───── Information shown ─────
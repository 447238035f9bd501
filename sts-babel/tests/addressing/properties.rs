//! Counter and level properties of the addressing engine.

use proptest::prelude::*;
use sts_babel::addressing::{AddressingEngine, StructuralPath};
use sts_babel::tree::Tag;

fn path(p: &str) -> StructuralPath {
    StructuralPath::parse(p)
}

proptest! {
    #[test]
    fn counters_increase_by_one_within_a_scope(count in 1usize..40) {
        let mut engine = AddressingEngine::new();
        engine.enter_level(&path("body"), &Tag::Body);
        engine.enter_level(&path("body/sec"), &Tag::Sec);
        for n in 1..=count {
            let address = engine.enter_counter(&path("body/sec"), &Tag::TableWrap);
            prop_assert_eq!(address, format!("table-wrap_1_{n}"));
        }
        prop_assert_eq!(engine.counter(&path("body/sec"), &Tag::TableWrap), count as u32);
    }

    #[test]
    fn deeper_levels_restart_under_each_parent(children in prop::collection::vec(0usize..6, 1..8)) {
        let mut engine = AddressingEngine::new();
        engine.enter_level(&path("body"), &Tag::Body);
        for (i, &subsections) in children.iter().enumerate() {
            let top = i + 1;
            prop_assert_eq!(engine.enter_level(&path("body/sec"), &Tag::Sec), format!("sec_{top}"));
            for j in 1..=subsections {
                prop_assert_eq!(
                    engine.enter_level(&path("body/sec/sec"), &Tag::Sec),
                    format!("sec_{top}-{j}")
                );
                // Each subsection opens a fresh counter scope.
                prop_assert_eq!(
                    engine.enter_counter(&path("body/sec/sec"), &Tag::Fig),
                    format!("fig_{top}-{j}_1")
                );
            }
        }
    }

    #[test]
    fn parts_restart_numbering(front in 1usize..5, body in 1usize..5) {
        let mut engine = AddressingEngine::new();
        engine.enter_level(&path("front"), &Tag::Front);
        for n in 1..=front {
            prop_assert_eq!(engine.enter_level(&path("front/sec"), &Tag::Sec), format!("sec_{n}"));
        }
        engine.enter_level(&path("body"), &Tag::Body);
        for n in 1..=body {
            prop_assert_eq!(engine.enter_level(&path("body/sec"), &Tag::Sec), format!("sec_{n}"));
        }
    }
}

#[test]
fn unattached_counters_have_no_address() {
    let mut engine = AddressingEngine::new();
    assert_eq!(engine.enter_counter(&path("body/sec"), &Tag::Fig), "");
}

#[test]
fn depth_ignores_the_part_marker() {
    assert_eq!(path("body").depth(), 0);
    assert_eq!(path("body/sec/sec").depth(), 2);
    assert_eq!(path("body/p/sec").to_string(), "body/sec");
}
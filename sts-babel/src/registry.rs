//! Document registry for document discovery and id resolution
//!
//! The registry lists every document the converter knows about: its language,
//! the id the target system publishes it under, the schema variant (which
//! decides how it is partitioned) and any aliases that cross-document hrefs
//! may use to name it. It backs both the convert precondition and the
//! id-to-document map used to resolve external links.

use crate::error::{ConvertError, Result};
use crate::xref::href;
use serde::{Deserialize, Serialize};
use std::collections::HashMap;
use std::fs;
use std::path::Path;

/// Schema variant of a document.
#[derive(Debug, Clone, Copy, Default, PartialEq, Eq, Serialize, Deserialize)]
#[serde(rename_all = "kebab-case")]
pub enum DocumentVariant {
    /// Partitioned by document part and by first-level `sub-part`.
    #[default]
    SubParts,
    /// No sub-documents: first-level sections of the body partition instead.
    Flat,
}

#[derive(Debug, Clone, PartialEq, Eq, Serialize, Deserialize)]
pub struct DocumentEntry {
    pub id: String,
    #[serde(default)]
    pub language: String,
    /// Id the publishing target knows the document by.
    pub target_id: String,
    #[serde(default)]
    pub variant: DocumentVariant,
    #[serde(default, skip_serializing_if = "Vec::is_empty")]
    pub aliases: Vec<String>,
}

impl DocumentEntry {
    pub fn new(id: impl Into<String>, target_id: impl Into<String>) -> Self {
        DocumentEntry {
            id: id.into(),
            language: String::new(),
            target_id: target_id.into(),
            variant: DocumentVariant::default(),
            aliases: Vec::new(),
        }
    }

    pub fn with_language(mut self, language: impl Into<String>) -> Self {
        self.language = language.into();
        self
    }

    pub fn with_variant(mut self, variant: DocumentVariant) -> Self {
        self.variant = variant;
        self
    }

    pub fn with_alias(mut self, alias: impl Into<String>) -> Self {
        self.aliases.push(alias.into());
        self
    }
}

#[derive(Debug, Deserialize)]
struct RegistryFile {
    documents: Vec<DocumentEntry>,
}

/// Registry of known documents, keyed by id with an alias index.
#[derive(Debug, Default, Clone)]
pub struct DocumentRegistry {
    documents: HashMap<String, DocumentEntry>,
    aliases: HashMap<String, String>,
}

impl DocumentRegistry {
    pub fn new() -> Self {
        Self::default()
    }

    /// Register a document. A document with the same id is replaced.
    pub fn register(&mut self, entry: DocumentEntry) {
        for alias in &entry.aliases {
            self.aliases.insert(alias.clone(), entry.id.clone());
        }
        self.documents.insert(entry.id.clone(), entry);
    }

    /// Get a document by id.
    pub fn get(&self, id: &str) -> Result<&DocumentEntry> {
        self.documents
            .get(id)
            .ok_or_else(|| ConvertError::UnknownDocument(id.to_string()))
    }

    /// All document ids (sorted).
    pub fn list_documents(&self) -> Vec<String> {
        let mut ids: Vec<_> = self.documents.keys().cloned().collect();
        ids.sort();
        ids
    }

    /// Resolve a reference as found in source hrefs: a document id, an alias,
    /// or a file name of either.
    pub fn resolve(&self, reference: &str) -> Option<&DocumentEntry> {
        let lookup = |key: &str| {
            self.documents
                .get(key)
                .or_else(|| self.aliases.get(key).and_then(|id| self.documents.get(id)))
        };
        lookup(reference.trim()).or_else(|| href::document_key(reference).and_then(|key| lookup(&key)))
    }

    pub fn len(&self) -> usize {
        self.documents.len()
    }

    pub fn is_empty(&self) -> bool {
        self.documents.is_empty()
    }

    /// Parse the registry file format: `{"documents": [ ... ]}`.
    pub fn from_json_str(json: &str) -> Result<Self> {
        let file: RegistryFile = serde_json::from_str(json)?;
        let mut registry = Self::new();
        for entry in file.documents {
            registry.register(entry);
        }
        Ok(registry)
    }

    pub fn load(path: &Path) -> Result<Self> {
        let json = fs::read_to_string(path)?;
        let registry = Self::from_json_str(&json)?;
        tracing::debug!(path = %path.display(), documents = registry.len(), "loaded document registry");
        Ok(registry)
    }
}
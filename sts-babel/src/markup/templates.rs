//! Bit templates and the mode flags that select them.

use std::fmt;

/// Flags inherited top-down through the tree walk.
#[derive(Debug, Clone, Copy, Default, PartialEq, Eq)]
pub struct Modes {
    pub normative: bool,
    pub remark: bool,
    pub boxed: bool,
}

impl Modes {
    pub fn with_normative(self, normative: bool) -> Self {
        Modes { normative, ..self }
    }

    pub fn with_remark(self) -> Self {
        Modes {
            remark: true,
            ..self
        }
    }

    pub fn with_boxed(self) -> Self {
        Modes {
            boxed: true,
            ..self
        }
    }
}

/// Template family requested by a handler before modes are applied.
#[derive(Debug, Clone, Copy, PartialEq, Eq)]
pub enum Family {
    Article,
    Note,
    Remark,
}

/// One of the twelve text templates.
#[derive(Debug, Clone, Copy, PartialEq, Eq)]
pub struct Template {
    pub family: Family,
    pub normative: bool,
    pub boxed: bool,
}

impl Template {
    /// Article content inside a remark context becomes a remark; notes stay
    /// notes.
    pub fn select(family: Family, modes: Modes) -> Template {
        let family = match family {
            Family::Article if modes.remark => Family::Remark,
            other => other,
        };
        Template {
            family,
            normative: modes.normative,
            boxed: modes.boxed,
        }
    }

    pub fn bit_type(&self) -> &'static str {
        match (self.family, self.normative, self.boxed) {
            (Family::Article, true, false) => "article-normative",
            (Family::Article, true, true) => "article-normative-boxed",
            (Family::Article, false, false) => "article-informative",
            (Family::Article, false, true) => "article-informative-boxed",
            (Family::Note, true, false) => "note-normative",
            (Family::Note, true, true) => "note-normative-boxed",
            (Family::Note, false, false) => "note-informative",
            (Family::Note, false, true) => "note-informative-boxed",
            (Family::Remark, true, false) => "remark-normative",
            (Family::Remark, true, true) => "remark-normative-boxed",
            (Family::Remark, false, false) => "remark-informative",
            (Family::Remark, false, true) => "remark-informative-boxed",
        }
    }
}

impl fmt::Display for Template {
    fn fmt(&self, f: &mut fmt::Formatter<'_>) -> fmt::Result {
        f.write_str(self.bit_type())
    }
}
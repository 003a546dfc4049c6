//! Role-gating extractors layered on [`AuthUser`].
//!
//! Each extractor names an audience rather than a single role, so the
//! handler signature documents who may call it.

use axum::extract::FromRequestParts;
use axum::http::request::Parts;

use agriops_core::error::CoreError;
use agriops_core::roles::{ROLE_ADMIN, ROLE_SUPERVISOR, ROLE_WORKER};

use super::auth::AuthUser;
use crate::error::AppError;
use crate::state::AppState;

async fn authorize(
    parts: &mut Parts,
    state: &AppState,
    allowed: &[&str],
    requirement: &str,
) -> Result<AuthUser, AppError> {
    let user = AuthUser::from_request_parts(parts, state).await?;
    if allowed.contains(&user.role.as_str()) {
        Ok(user)
    } else {
        Err(AppError::Core(CoreError::Forbidden(format!(
            "{requirement} role required"
        ))))
    }
}

/// Admin only: user and field management, registration.
pub struct RequireAdmin(pub AuthUser);

impl FromRequestParts<AppState> for RequireAdmin {
    type Rejection = AppError;

    async fn from_request_parts(
        parts: &mut Parts,
        state: &AppState,
    ) -> Result<Self, Self::Rejection> {
        authorize(parts, state, &[ROLE_ADMIN], "Admin")
            .await
            .map(RequireAdmin)
    }
}

/// Supervisor or admin: task and incident status updates, manual tasks.
pub struct RequireSupervisor(pub AuthUser);

impl FromRequestParts<AppState> for RequireSupervisor {
    type Rejection = AppError;

    async fn from_request_parts(
        parts: &mut Parts,
        state: &AppState,
    ) -> Result<Self, Self::Rejection> {
        authorize(
            parts,
            state,
            &[ROLE_SUPERVISOR, ROLE_ADMIN],
            "Supervisor or Admin",
        )
        .await
        .map(RequireSupervisor)
    }
}

/// Worker or supervisor: readings and incident reports come from staff in
/// the field. Admins are deliberately not on this list.
pub struct RequireFieldStaff(pub AuthUser);

impl FromRequestParts<AppState> for RequireFieldStaff {
    type Rejection = AppError;

    async fn from_request_parts(
        parts: &mut Parts,
        state: &AppState,
    ) -> Result<Self, Self::Rejection> {
        authorize(
            parts,
            state,
            &[ROLE_WORKER, ROLE_SUPERVISOR],
            "Worker or Supervisor",
        )
        .await
        .map(RequireFieldStaff)
    }
}
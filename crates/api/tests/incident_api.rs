//! Incident reporting tests, including the detached incident webhook.

mod common;

use std::sync::Arc;

use axum::http::StatusCode;
use serde_json::json;
use sqlx::PgPool;

use agriops_api::notifications::{WebhookConfig, WebhookNotifier};
use agriops_core::notifications::LEDGER_INCIDENT_WEBHOOK;
use agriops_core::roles::{ROLE_ADMIN, ROLE_SUPERVISOR, ROLE_WORKER};
use agriops_db::models::field::CreateField;
use agriops_db::repositories::FieldRepo;

use common::{
    build_test_app, build_test_app_with_notifier, create_test_user, expect_json, get, patch_json,
    post_json, wait_for_ledger_rows, MockOutcome, MockTransport,
};

async fn seed_field(pool: &PgPool) -> i64 {
    FieldRepo::create(
        pool,
        &CreateField {
            name: "North Block".to_string(),
            crop_type: "sugarcane".to_string(),
            warning_threshold: None,
            critical_threshold: None,
        },
    )
    .await
    .unwrap()
    .id
}

#[sqlx::test(migrations = "../db/migrations")]
async fn worker_reports_incident_in_open_status(pool: PgPool) {
    let (_, token) = create_test_user(&pool, "worker@farm.test", ROLE_WORKER).await;
    let field_id = seed_field(&pool).await;

    let response = post_json(
        build_test_app(pool.clone()),
        "/api/v1/incidents",
        json!({
            "field_id": field_id,
            "incident_type": "EQUIPMENT_FAILURE",
            "severity": "HIGH",
            "description": "Pump 2 seized"
        }),
        Some(&token),
    )
    .await;
    let body = expect_json(response, StatusCode::CREATED).await;
    assert_eq!(body["data"]["status"], "OPEN");
    assert_eq!(body["data"]["incident_type"], "EQUIPMENT_FAILURE");
}

#[sqlx::test(migrations = "../db/migrations")]
async fn incident_creation_fires_webhook(pool: PgPool) {
    let (_, token) = create_test_user(&pool, "worker@farm.test", ROLE_WORKER).await;
    let field_id = seed_field(&pool).await;

    let transport = Arc::new(MockTransport::new(MockOutcome::Success));
    let notifier = Arc::new(WebhookNotifier::new(
        pool.clone(),
        WebhookConfig {
            irrigation_url: None,
            incident_url: Some("https://hooks.example.test/incident".to_string()),
        },
        transport.clone(),
    ));
    let app = build_test_app_with_notifier(pool.clone(), notifier);

    let body = expect_json(
        post_json(
            app,
            "/api/v1/incidents",
            json!({
                "field_id": field_id,
                "incident_type": "CROP_DISEASE",
                "severity": "MEDIUM",
                "description": "Rust spots on leaves"
            }),
            Some(&token),
        )
        .await,
        StatusCode::CREATED,
    )
    .await;
    let incident_id = body["data"]["id"].as_i64().unwrap();

    let ledger = wait_for_ledger_rows(&pool, LEDGER_INCIDENT_WEBHOOK, incident_id, 1).await;
    assert_eq!(ledger[0].delivery_status, "DELIVERED");

    let (_, payload) = transport.calls.lock().unwrap().remove(0);
    assert_eq!(payload["eventType"], "INCIDENT_CREATED");
    assert_eq!(payload["data"]["field"]["name"], "North Block");
    assert_eq!(payload["data"]["severity"], "MEDIUM");
}

#[sqlx::test(migrations = "../db/migrations")]
async fn incident_rejects_unknown_type_and_severity(pool: PgPool) {
    let (_, token) = create_test_user(&pool, "worker@farm.test", ROLE_WORKER).await;
    let field_id = seed_field(&pool).await;

    let bad_type = post_json(
        build_test_app(pool.clone()),
        "/api/v1/incidents",
        json!({
            "field_id": field_id,
            "incident_type": "ALIEN_INVASION",
            "severity": "HIGH",
            "description": "Hmm"
        }),
        Some(&token),
    )
    .await;
    assert_eq!(bad_type.status(), StatusCode::BAD_REQUEST);

    let bad_severity = post_json(
        build_test_app(pool.clone()),
        "/api/v1/incidents",
        json!({
            "field_id": field_id,
            "incident_type": "CROP_DISEASE",
            "severity": "EXTREME",
            "description": "Hmm"
        }),
        Some(&token),
    )
    .await;
    assert_eq!(bad_severity.status(), StatusCode::BAD_REQUEST);
}

#[sqlx::test(migrations = "../db/migrations")]
async fn admin_cannot_report_incidents(pool: PgPool) {
    let (_, token) = create_test_user(&pool, "admin@farm.test", ROLE_ADMIN).await;
    let field_id = seed_field(&pool).await;

    let response = post_json(
        build_test_app(pool.clone()),
        "/api/v1/incidents",
        json!({
            "field_id": field_id,
            "incident_type": "EQUIPMENT_FAILURE",
            "severity": "LOW",
            "description": "Broken gauge"
        }),
        Some(&token),
    )
    .await;
    assert_eq!(response.status(), StatusCode::FORBIDDEN);
}

#[sqlx::test(migrations = "../db/migrations")]
async fn supervisor_moves_incident_through_statuses(pool: PgPool) {
    let (_, worker_token) = create_test_user(&pool, "worker@farm.test", ROLE_WORKER).await;
    let (_, sup_token) = create_test_user(&pool, "sup@farm.test", ROLE_SUPERVISOR).await;
    let field_id = seed_field(&pool).await;

    let created = expect_json(
        post_json(
            build_test_app(pool.clone()),
            "/api/v1/incidents",
            json!({
                "field_id": field_id,
                "incident_type": "IRRIGATION_FAILURE",
                "severity": "HIGH",
                "description": "Valve stuck closed"
            }),
            Some(&worker_token),
        )
        .await,
        StatusCode::CREATED,
    )
    .await;
    let id = created["data"]["id"].as_i64().unwrap();

    let in_progress = expect_json(
        patch_json(
            build_test_app(pool.clone()),
            &format!("/api/v1/incidents/{id}/status"),
            json!({ "status": "IN_PROGRESS" }),
            Some(&sup_token),
        )
        .await,
        StatusCode::OK,
    )
    .await;
    assert_eq!(in_progress["data"]["status"], "IN_PROGRESS");

    let resolved = expect_json(
        patch_json(
            build_test_app(pool.clone()),
            &format!("/api/v1/incidents/{id}/status"),
            json!({ "status": "RESOLVED" }),
            Some(&sup_token),
        )
        .await,
        StatusCode::OK,
    )
    .await;
    assert_eq!(resolved["data"]["status"], "RESOLVED");
}

#[sqlx::test(migrations = "../db/migrations")]
async fn worker_cannot_update_incident_status(pool: PgPool) {
    let (_, worker_token) = create_test_user(&pool, "worker@farm.test", ROLE_WORKER).await;
    let field_id = seed_field(&pool).await;

    let created = expect_json(
        post_json(
            build_test_app(pool.clone()),
            "/api/v1/incidents",
            json!({
                "field_id": field_id,
                "incident_type": "IRRIGATION_FAILURE",
                "severity": "HIGH",
                "description": "Valve stuck closed"
            }),
            Some(&worker_token),
        )
        .await,
        StatusCode::CREATED,
    )
    .await;
    let id = created["data"]["id"].as_i64().unwrap();

    let response = patch_json(
        build_test_app(pool.clone()),
        &format!("/api/v1/incidents/{id}/status"),
        json!({ "status": "RESOLVED" }),
        Some(&worker_token),
    )
    .await;
    assert_eq!(response.status(), StatusCode::FORBIDDEN);
}

#[sqlx::test(migrations = "../db/migrations")]
async fn listing_includes_field_and_reporter_names(pool: PgPool) {
    let (_, worker_token) = create_test_user(&pool, "worker@farm.test", ROLE_WORKER).await;
    let field_id = seed_field(&pool).await;

    expect_json(
        post_json(
            build_test_app(pool.clone()),
            "/api/v1/incidents",
            json!({
                "field_id": field_id,
                "incident_type": "EMERGENCY_EVENT",
                "severity": "HIGH",
                "description": "Flooding at the gate"
            }),
            Some(&worker_token),
        )
        .await,
        StatusCode::CREATED,
    )
    .await;

    let body = expect_json(
        get(build_test_app(pool.clone()), "/api/v1/incidents", Some(&worker_token)).await,
        StatusCode::OK,
    )
    .await;
    let incidents = body["data"].as_array().unwrap();
    assert_eq!(incidents.len(), 1);
    assert_eq!(incidents[0]["field_name"], "North Block");
    assert_eq!(incidents[0]["reported_by_name"], "Test User");
}
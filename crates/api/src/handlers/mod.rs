pub mod auth;
pub mod fields;
pub mod incidents;
pub mod internal;
pub mod irrigation;
pub mod tasks;
pub mod users;
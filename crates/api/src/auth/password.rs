//! Argon2id password hashing, verification, and strength validation.
//!
//! All password hashes use the Argon2id variant with a cryptographically
//! random salt. The PHC string format is used for storage so that algorithm
//! parameters and salt are embedded in the hash itself.

use argon2::password_hash::rand_core::OsRng;
use argon2::password_hash::{PasswordHash, PasswordHasher, PasswordVerifier, SaltString};
use argon2::Argon2;

/// Minimum password length enforced at registration.
pub const MIN_PASSWORD_LENGTH: usize = 8;

/// Hash a plaintext password using Argon2id with a random salt.
pub fn hash_password(password: &str) -> Result<String, argon2::password_hash::Error> {
    let salt = SaltString::generate(&mut OsRng);
    let argon2 = Argon2::default(); // Argon2id with default params
    let hash = argon2.hash_password(password.as_bytes(), &salt)?;
    Ok(hash.to_string())
}

/// Verify a plaintext password against a stored PHC-formatted hash.
///
/// Returns `Ok(true)` if the password matches, `Ok(false)` if it does not.
pub fn verify_password(password: &str, hash: &str) -> Result<bool, argon2::password_hash::Error> {
    let parsed_hash = PasswordHash::new(hash)?;
    match Argon2::default().verify_password(password.as_bytes(), &parsed_hash) {
        Ok(()) => Ok(true),
        Err(argon2::password_hash::Error::Password) => Ok(false),
        Err(e) => Err(e),
    }
}

/// Validate that a password meets the minimum length requirement.
pub fn validate_password_strength(password: &str) -> Result<(), String> {
    if password.len() < MIN_PASSWORD_LENGTH {
        return Err(format!(
            "Password must be at least {MIN_PASSWORD_LENGTH} characters long"
        ));
    }
    Ok(())
}

#[cfg(test)]
mod tests {
    use super::*;

    #[test]
    fn hash_and_verify() {
        let password = "correct-horse-battery-staple";
        let hash = hash_password(password).expect("hashing should succeed");

        assert!(
            hash.starts_with("$argon2id$"),
            "expected argon2id PHC prefix"
        );

        let verified = verify_password(password, &hash).expect("verify should succeed");
        assert!(verified, "correct password should verify as true");
    }

    #[test]
    fn wrong_password_fails() {
        let hash = hash_password("real-password").expect("hashing should succeed");
        let verified = verify_password("wrong-password", &hash).expect("verify should succeed");
        assert!(!verified, "wrong password should verify as false");
    }

    #[test]
    fn password_too_short() {
        let result = validate_password_strength("short");
        assert!(result.is_err());
    }
}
─────
Copy out all lines above holding "insert".

■ Exercise result:
            self.aliases.insert(alias.clone(), entry.id.clone());
        self.documents.insert(entry.id.clone(), entry);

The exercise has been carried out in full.